What is needed is an exact copy of all the data.
BEGIN Records for this exercise
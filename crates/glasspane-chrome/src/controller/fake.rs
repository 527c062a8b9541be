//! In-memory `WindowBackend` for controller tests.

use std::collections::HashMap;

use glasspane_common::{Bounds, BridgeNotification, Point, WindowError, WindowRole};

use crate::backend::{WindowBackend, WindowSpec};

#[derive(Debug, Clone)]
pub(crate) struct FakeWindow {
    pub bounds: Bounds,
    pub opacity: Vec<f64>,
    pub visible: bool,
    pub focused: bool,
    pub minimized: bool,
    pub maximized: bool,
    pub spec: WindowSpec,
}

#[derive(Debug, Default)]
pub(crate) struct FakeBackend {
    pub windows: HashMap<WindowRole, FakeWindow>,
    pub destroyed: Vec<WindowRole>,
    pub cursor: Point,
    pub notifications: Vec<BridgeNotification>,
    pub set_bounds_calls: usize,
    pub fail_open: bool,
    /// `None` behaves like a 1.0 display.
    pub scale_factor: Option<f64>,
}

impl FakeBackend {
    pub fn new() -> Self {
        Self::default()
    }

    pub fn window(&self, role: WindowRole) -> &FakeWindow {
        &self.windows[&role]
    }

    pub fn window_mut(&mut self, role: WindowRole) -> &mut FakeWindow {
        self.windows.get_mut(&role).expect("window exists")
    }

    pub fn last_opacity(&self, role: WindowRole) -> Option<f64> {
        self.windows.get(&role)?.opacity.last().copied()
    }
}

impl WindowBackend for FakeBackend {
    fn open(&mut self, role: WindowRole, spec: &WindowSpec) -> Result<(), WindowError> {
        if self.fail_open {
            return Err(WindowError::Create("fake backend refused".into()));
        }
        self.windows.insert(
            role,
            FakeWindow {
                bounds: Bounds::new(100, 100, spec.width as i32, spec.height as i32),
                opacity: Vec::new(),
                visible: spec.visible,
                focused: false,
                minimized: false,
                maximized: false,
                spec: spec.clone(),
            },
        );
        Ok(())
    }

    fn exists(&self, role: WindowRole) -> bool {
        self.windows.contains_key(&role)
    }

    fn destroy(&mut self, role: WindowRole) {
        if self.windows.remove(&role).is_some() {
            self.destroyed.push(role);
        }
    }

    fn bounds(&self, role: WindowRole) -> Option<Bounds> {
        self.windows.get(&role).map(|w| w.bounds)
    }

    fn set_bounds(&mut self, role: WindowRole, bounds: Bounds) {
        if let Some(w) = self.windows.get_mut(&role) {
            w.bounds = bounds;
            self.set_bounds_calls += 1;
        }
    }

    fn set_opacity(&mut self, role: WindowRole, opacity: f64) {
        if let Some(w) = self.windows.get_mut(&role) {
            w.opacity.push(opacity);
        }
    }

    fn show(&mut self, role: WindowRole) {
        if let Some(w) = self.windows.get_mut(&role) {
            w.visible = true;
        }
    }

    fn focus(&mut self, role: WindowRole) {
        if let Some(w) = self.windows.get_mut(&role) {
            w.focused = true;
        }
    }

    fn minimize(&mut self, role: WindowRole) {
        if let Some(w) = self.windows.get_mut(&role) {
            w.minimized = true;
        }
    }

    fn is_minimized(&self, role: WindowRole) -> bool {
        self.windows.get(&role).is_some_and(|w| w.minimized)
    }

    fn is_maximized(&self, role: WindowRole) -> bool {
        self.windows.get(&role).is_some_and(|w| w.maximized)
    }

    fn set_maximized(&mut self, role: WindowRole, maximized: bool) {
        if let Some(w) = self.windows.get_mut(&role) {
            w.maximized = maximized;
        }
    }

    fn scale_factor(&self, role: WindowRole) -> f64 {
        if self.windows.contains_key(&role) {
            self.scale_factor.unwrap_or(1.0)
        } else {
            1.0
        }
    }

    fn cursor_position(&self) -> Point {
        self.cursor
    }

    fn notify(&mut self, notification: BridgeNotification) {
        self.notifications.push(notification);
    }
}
END Records for this exercise
#### Written reply
filename crates/glasspane-chrome/src/controller/fake.rs
repository 527c062a8b9541be
//! In-memory `WindowBackend` for controller tests.

use std::collections::HashMap;

use glasspane_common::{Bounds, BridgeNotification, Point, WindowError, WindowRole};

use crate::backend::{WindowBackend, WindowSpec};

#[derive(Debug, Clone)]
pub(crate) struct FakeWindow {
    pub bounds: Bounds,
    pub opacity: Vec<f64>,
    pub visible: bool,
    pub focused: bool,
    pub minimized: bool,
    pub maximized: bool,
    pub spec: WindowSpec,
}

#[derive(Debug, Default)]
pub(crate) struct FakeBackend {
    pub windows: HashMap<WindowRole, FakeWindow>,
    pub destroyed: Vec<WindowRole>,
    pub cursor: Point,
    pub notifications: Vec<BridgeNotification>,
    pub set_bounds_calls: usize,
    pub fail_open: bool,
    /// `None` behaves like a 1.0 display.
    pub scale_factor: Option<f64>,
}

impl FakeBackend {
    pub fn new() -> Self {
        Self::default()
    }

    pub fn window(&self, role: WindowRole) -> &FakeWindow {
        &self.windows[&role]
    }

    pub fn window_mut(&mut self, role: WindowRole) -> &mut FakeWindow {
        self.windows.get_mut(&role).expect("window exists")
    }

    pub fn last_opacity(&self, role: WindowRole) -> Option<f64> {
        self.windows.get(&role)?.opacity.last().copied()
    }
}

impl WindowBackend for FakeBackend {
    fn open(&mut self, role: WindowRole, spec: &WindowSpec) -> Result<(), WindowError> {
        if self.fail_open {
            return Err(WindowError::Create("fake backend refused".into()));
        }
        self.windows.insert(
            role,
            FakeWindow {
                bounds: Bounds::new(100, 100, spec.width as i32, spec.height as i32),
                opacity: Vec::new(),
                visible: spec.visible,
                focused: false,
                minimized: false,
                maximized: false,
                spec: spec.clone(),
            },
        );
        Ok(())
    }

    fn exists(&self, role: WindowRole) -> bool {
        self.windows.contains_key(&role)
    }

    fn destroy(&mut self, role: WindowRole) {
        if self.windows.remove(&role).is_some() {
            self.destroyed.push(role);
        }
    }

    fn bounds(&self, role: WindowRole) -> Option<Bounds> {
        self.windows.get(&role).map(|w| w.bounds)
    }

    fn set_bounds(&mut self, role: WindowRole, bounds: Bounds) {
        if let Some(w) = self.windows.get_mut(&role) {
            w.bounds = bounds;
            self.set_bounds_calls += 1;
        }
    }

    fn set_opacity(&mut self, role: WindowRole, opacity: f64) {
        if let Some(w) = self.windows.get_mut(&role) {
            w.opacity.push(opacity);
        }
    }

    fn show(&mut self, role: WindowRole) {
        if let Some(w) = self.windows.get_mut(&role) {
            w.visible = true;
        }
    }

    fn focus(&mut self, role: WindowRole) {
        if let Some(w) = self.windows.get_mut(&role) {
            w.focused = true;
        }
    }

    fn minimize(&mut self, role: WindowRole) {
        if let Some(w) = self.windows.get_mut(&role) {
            w.minimized = true;
        }
    }

    fn is_minimized(&self, role: WindowRole) -> bool {
        self.windows.get(&role).is_some_and(|w| w.minimized)
    }

    fn is_maximized(&self, role: WindowRole) -> bool {
        self.windows.get(&role).is_some_and(|w| w.maximized)
    }

    fn set_maximized(&mut self, role: WindowRole, maximized: bool) {
        if let Some(w) = self.windows.get_mut(&role) {
            w.maximized = maximized;
        }
    }

    fn scale_factor(&self, role: WindowRole) -> f64 {
        if self.windows.contains_key(&role) {
            self.scale_factor.unwrap_or(1.0)
        } else {
            1.0
        }
    }

    fn cursor_position(&self) -> Point {
        self.cursor
    }

    fn notify(&mut self, notification: BridgeNotification) {
        self.notifications.push(notification);
    }
}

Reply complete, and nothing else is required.